Only a number is wanted: how many lines in the records below contain "ProviderRequestHandler"?

> [Material for this exercise]
*** Begin section ***

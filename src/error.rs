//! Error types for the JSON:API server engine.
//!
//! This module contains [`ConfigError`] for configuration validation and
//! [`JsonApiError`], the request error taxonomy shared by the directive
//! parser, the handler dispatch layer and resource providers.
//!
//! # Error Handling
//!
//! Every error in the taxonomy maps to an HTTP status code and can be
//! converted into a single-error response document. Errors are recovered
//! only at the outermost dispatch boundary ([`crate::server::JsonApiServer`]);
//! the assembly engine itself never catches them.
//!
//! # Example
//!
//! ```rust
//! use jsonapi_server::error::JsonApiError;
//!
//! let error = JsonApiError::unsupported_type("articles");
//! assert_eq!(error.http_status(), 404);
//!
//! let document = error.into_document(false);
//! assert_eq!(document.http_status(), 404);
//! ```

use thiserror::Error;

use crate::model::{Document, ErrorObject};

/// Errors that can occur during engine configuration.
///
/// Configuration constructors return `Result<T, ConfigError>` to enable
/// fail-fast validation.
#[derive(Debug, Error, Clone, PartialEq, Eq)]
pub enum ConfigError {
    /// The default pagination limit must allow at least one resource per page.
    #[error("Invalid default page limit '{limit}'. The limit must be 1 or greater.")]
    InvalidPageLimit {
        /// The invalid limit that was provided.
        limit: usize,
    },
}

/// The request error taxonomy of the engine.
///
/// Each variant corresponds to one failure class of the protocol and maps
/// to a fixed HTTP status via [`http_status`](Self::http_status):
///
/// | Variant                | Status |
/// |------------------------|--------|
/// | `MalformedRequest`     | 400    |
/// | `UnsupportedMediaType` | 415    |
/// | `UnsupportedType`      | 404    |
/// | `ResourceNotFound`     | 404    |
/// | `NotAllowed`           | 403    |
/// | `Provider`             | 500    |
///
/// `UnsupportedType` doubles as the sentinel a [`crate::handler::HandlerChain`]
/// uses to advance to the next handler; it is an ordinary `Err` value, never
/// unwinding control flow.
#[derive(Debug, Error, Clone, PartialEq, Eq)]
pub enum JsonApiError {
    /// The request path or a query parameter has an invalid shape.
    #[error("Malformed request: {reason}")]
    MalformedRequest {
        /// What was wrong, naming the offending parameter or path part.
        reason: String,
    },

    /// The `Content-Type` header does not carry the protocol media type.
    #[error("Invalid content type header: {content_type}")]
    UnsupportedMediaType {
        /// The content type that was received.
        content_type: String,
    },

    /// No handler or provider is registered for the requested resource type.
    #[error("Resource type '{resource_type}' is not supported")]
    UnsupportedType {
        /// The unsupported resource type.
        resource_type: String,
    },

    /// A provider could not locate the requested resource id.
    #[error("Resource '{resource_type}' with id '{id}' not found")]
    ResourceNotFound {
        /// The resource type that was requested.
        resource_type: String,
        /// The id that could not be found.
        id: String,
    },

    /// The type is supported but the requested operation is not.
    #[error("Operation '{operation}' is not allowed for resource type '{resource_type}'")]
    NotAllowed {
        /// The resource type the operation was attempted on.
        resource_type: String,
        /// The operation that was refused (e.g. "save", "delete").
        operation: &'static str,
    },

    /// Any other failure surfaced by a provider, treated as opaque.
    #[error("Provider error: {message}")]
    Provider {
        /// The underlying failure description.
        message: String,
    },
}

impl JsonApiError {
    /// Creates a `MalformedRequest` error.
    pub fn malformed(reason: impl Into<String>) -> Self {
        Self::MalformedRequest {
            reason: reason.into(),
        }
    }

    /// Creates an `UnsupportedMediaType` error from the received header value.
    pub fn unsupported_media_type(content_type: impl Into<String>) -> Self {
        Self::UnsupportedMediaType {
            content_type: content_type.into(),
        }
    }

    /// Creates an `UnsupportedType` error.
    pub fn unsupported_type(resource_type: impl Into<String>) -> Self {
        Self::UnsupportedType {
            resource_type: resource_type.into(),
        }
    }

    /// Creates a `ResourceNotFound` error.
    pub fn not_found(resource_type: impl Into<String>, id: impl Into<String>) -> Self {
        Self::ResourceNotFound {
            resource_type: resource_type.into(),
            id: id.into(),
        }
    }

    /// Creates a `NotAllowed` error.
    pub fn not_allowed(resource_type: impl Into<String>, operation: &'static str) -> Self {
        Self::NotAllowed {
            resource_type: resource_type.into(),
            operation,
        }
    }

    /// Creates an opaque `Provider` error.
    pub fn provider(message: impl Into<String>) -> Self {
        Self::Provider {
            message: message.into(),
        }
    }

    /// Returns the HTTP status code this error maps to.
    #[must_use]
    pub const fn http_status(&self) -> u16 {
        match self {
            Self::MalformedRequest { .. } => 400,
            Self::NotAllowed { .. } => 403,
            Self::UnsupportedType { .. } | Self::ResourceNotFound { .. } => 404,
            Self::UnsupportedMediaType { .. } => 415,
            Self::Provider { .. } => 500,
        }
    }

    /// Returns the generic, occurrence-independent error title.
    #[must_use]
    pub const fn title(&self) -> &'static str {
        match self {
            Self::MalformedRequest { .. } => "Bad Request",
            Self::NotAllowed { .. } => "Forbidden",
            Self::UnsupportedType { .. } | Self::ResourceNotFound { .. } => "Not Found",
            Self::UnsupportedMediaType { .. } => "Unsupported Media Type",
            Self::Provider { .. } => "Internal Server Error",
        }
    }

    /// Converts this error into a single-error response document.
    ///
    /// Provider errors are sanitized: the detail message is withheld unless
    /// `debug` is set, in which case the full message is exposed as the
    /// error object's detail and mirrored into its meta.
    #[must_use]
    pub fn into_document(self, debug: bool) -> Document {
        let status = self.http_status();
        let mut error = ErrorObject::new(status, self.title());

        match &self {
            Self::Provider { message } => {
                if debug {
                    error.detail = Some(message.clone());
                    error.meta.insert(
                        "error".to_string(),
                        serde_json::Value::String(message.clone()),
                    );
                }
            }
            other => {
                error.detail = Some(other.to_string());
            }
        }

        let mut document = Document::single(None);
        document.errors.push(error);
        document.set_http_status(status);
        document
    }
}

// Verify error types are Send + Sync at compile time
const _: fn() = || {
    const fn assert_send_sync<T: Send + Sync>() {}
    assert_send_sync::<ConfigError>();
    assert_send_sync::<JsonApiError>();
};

*** End section ***
*** Begin section ***

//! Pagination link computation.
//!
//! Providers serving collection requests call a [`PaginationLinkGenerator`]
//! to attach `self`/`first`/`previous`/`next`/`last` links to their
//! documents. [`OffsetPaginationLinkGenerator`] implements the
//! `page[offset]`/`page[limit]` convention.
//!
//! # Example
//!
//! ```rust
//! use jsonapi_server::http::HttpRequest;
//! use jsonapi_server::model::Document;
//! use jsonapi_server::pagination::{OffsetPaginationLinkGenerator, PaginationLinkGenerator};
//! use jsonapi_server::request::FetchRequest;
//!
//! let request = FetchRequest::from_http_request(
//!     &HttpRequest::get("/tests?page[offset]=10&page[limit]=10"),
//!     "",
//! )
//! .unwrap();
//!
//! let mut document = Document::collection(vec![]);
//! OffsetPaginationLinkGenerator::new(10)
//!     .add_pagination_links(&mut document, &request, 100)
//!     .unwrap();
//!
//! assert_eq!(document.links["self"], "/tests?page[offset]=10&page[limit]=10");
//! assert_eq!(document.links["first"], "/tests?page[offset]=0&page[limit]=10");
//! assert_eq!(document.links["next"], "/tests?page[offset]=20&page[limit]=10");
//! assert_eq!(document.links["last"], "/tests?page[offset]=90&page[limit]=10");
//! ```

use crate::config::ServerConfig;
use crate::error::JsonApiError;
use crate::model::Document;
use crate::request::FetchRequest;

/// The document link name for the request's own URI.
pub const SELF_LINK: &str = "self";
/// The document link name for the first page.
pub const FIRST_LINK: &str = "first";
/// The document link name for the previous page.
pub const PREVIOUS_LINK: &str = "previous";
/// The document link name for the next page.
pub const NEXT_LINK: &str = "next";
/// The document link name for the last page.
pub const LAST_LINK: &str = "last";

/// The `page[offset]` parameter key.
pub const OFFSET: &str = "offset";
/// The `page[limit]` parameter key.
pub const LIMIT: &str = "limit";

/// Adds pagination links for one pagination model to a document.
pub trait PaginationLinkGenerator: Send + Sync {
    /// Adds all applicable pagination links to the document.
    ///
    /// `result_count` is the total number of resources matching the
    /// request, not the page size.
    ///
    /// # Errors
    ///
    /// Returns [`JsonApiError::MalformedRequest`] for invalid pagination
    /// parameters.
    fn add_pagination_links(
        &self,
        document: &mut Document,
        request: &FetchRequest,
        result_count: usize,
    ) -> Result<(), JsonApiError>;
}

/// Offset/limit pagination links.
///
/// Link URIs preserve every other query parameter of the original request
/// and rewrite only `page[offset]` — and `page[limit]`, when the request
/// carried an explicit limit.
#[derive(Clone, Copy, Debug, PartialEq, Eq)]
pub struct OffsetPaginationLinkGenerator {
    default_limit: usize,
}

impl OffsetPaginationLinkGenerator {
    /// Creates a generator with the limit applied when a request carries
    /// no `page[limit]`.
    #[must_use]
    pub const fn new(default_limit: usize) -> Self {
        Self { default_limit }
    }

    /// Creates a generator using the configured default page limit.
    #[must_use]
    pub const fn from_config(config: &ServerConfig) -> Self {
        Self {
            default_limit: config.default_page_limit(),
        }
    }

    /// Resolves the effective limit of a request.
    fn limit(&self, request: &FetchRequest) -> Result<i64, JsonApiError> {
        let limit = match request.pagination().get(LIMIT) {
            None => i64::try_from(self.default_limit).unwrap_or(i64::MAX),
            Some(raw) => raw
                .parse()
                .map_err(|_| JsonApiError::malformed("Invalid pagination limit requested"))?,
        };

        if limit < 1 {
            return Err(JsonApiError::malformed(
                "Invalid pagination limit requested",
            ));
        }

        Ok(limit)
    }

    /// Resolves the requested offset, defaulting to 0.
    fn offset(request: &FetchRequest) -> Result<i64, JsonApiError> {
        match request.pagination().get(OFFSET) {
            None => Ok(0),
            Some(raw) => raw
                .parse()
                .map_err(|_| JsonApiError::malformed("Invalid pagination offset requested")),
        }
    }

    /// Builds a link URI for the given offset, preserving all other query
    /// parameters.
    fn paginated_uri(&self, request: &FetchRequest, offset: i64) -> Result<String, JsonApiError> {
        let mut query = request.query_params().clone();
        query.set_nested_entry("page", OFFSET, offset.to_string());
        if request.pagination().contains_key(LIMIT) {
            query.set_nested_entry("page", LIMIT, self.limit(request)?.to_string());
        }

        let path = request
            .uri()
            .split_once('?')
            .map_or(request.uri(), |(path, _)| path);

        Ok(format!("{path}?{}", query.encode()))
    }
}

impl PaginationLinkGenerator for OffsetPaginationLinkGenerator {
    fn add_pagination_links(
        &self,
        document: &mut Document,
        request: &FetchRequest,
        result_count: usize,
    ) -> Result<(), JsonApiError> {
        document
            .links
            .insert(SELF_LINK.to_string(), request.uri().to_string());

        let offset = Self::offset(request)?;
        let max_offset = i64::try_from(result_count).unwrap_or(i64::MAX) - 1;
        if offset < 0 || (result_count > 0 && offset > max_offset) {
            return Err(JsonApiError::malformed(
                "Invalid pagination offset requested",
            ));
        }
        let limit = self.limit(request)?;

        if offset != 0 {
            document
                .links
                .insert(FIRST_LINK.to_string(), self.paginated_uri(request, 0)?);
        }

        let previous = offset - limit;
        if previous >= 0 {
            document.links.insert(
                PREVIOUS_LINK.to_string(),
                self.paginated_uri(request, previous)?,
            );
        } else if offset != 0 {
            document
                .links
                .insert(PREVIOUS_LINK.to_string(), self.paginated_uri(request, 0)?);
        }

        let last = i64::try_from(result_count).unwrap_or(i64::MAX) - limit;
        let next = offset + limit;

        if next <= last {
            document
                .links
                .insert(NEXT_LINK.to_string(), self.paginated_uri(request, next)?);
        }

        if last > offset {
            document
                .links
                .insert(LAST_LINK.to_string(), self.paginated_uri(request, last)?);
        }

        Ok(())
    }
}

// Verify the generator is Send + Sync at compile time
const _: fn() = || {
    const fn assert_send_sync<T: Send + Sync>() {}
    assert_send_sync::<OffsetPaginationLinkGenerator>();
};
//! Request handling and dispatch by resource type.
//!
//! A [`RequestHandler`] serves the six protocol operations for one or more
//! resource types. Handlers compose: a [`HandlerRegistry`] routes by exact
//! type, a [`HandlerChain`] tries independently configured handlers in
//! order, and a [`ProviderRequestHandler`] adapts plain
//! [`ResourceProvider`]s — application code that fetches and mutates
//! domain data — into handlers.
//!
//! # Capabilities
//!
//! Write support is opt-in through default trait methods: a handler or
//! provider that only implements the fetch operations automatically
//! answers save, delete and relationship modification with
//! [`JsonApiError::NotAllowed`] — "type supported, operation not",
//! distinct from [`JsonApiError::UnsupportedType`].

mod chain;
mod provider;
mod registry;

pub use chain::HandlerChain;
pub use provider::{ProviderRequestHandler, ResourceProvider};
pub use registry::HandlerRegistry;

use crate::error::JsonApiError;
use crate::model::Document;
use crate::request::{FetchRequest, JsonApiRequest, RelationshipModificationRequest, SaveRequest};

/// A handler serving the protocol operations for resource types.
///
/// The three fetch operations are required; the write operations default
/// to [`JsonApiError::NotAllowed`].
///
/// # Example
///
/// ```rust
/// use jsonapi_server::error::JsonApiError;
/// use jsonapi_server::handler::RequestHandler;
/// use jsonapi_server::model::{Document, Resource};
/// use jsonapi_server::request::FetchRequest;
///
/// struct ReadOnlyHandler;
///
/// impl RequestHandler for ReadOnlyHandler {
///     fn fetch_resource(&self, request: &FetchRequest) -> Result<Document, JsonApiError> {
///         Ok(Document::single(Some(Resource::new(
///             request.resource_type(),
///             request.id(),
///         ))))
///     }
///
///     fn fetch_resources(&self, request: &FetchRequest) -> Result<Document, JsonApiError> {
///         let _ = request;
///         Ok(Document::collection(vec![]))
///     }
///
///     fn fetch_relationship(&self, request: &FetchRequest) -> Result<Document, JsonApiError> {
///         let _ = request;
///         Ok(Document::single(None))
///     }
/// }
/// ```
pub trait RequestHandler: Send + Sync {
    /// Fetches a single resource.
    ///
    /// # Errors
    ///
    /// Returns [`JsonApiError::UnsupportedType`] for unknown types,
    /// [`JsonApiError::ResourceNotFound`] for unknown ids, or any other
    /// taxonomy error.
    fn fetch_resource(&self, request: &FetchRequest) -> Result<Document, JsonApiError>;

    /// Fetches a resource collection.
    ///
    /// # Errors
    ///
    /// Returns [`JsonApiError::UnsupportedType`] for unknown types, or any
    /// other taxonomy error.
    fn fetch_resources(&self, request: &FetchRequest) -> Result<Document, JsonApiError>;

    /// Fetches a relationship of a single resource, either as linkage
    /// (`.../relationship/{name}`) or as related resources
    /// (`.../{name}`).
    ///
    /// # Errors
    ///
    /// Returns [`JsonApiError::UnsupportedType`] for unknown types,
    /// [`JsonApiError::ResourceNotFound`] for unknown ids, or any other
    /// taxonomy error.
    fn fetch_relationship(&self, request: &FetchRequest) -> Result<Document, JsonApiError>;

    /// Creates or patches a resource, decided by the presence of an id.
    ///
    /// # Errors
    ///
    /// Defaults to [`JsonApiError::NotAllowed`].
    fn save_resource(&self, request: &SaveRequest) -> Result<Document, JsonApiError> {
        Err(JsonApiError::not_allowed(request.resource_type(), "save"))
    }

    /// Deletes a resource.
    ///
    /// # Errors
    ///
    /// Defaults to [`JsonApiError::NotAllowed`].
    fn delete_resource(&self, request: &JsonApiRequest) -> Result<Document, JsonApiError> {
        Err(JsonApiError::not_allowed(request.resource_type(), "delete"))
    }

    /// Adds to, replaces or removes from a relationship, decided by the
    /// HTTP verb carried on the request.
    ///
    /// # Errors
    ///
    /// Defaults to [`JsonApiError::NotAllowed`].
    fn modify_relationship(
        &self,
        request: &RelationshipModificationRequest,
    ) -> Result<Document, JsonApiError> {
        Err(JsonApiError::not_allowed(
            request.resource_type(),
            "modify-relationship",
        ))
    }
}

*** End section ***

> [Written solution] 2